» Exercise:
From the line containing "summary: &LoadSummary) ->" to the end of the entries, return every line exactly, both ends included, and add nothing.

» Provided data:

---

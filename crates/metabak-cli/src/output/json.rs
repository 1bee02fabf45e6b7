//! JSON output formatter for machine-readable results.

use super::formatter::JsonOutput;
use super::formatter::OutputFormatter;
use anyhow::Result;
use metabak_core::BackupFooter;
use metabak_core::LoadSummary;
use metabak_core::Materialized;
use metabak_core::Segment;
use metabak_core::report::SummaryRow;
use metabak_core::report::summary_rows;
use serde::Serialize;
use serde_json::Value;
use std::io::Write;
use std::io::{self};
use std::path::Path;

pub struct JsonFormatter;

#[derive(Serialize)]
struct SummaryOutput {
    backup: String,
    version: u32,
    total_records: u64,
    segments: Vec<SummaryRow>,
}

#[derive(Serialize)]
struct SegmentOutput<'a> {
    backup: String,
    name: &'static str,
    offset: u64,
    count: usize,
    records: &'a [Value],
}

#[derive(Serialize)]
struct LoadOutput<'a> {
    source: &'a str,
    total_records: u64,
    #[serde(flatten)]
    summary: &'a LoadSummary,
}

impl JsonFormatter {
    fn output<T: Serialize>(value: &T) -> Result<()> {
        let json = serde_json::to_string_pretty(value)?;
        writeln!(io::stdout(), "{json}")?;
        Ok(())
    }

    fn summary_output(backup: &Path, footer: &BackupFooter, with_offsets: bool) -> SummaryOutput {
        SummaryOutput {
            backup: backup.display().to_string(),
            version: footer.version,
            total_records: footer.total_count(),
            segments: summary_rows(footer, with_offsets),
        }
    }
}

impl OutputFormatter for JsonFormatter {
    fn format_summary(
        &self,
        backup: &Path,
        footer: &BackupFooter,
        with_offsets: bool,
    ) -> Result<()> {
        let data = Self::summary_output(backup, footer, with_offsets);
        Self::output(&JsonOutput::success("stat", data))
    }

    fn format_segment(&self, backup: &Path, offset: u64, segment: &Segment) -> Result<()> {
        let data = SegmentOutput {
            backup: backup.display().to_string(),
            name: segment.name(),
            offset,
            count: segment.count(),
            records: &segment.records,
        };
        Self::output(&JsonOutput::success("stat", data))
    }

    fn format_load_result(&self, source: &str, summary: &LoadSummary) -> Result<()> {
        let data = LoadOutput {
            source,
            total_records: summary.total_records(),
            summary,
        };
        Self::output(&JsonOutput::success("load", data))
    }

    // One document per invocation; the plain path is not reported separately.
    fn format_materialized(&self, _source: &Path, _plain: &Materialized) {}

    fn format_error(&self, error: &anyhow::Error) {
        let output = JsonOutput::<()>::error("load", format!("{error:?}"));
        let _ = Self::output(&output);
    }
}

---

» Exercise output:
    fn format_load_result(&self, source: &str, summary: &LoadSummary) -> Result<()> {
        let data = LoadOutput {
            source,
            total_records: summary.total_records(),
            summary,
        };
        Self::output(&JsonOutput::success("load", data))
    }

    // One document per invocation; the plain path is not reported separately.
    fn format_materialized(&self, _source: &Path, _plain: &Materialized) {}

    fn format_error(&self, error: &anyhow::Error) {
        let output = JsonOutput::<()>::error("load", format!("{error:?}"));
        let _ = Self::output(&output);
    }
}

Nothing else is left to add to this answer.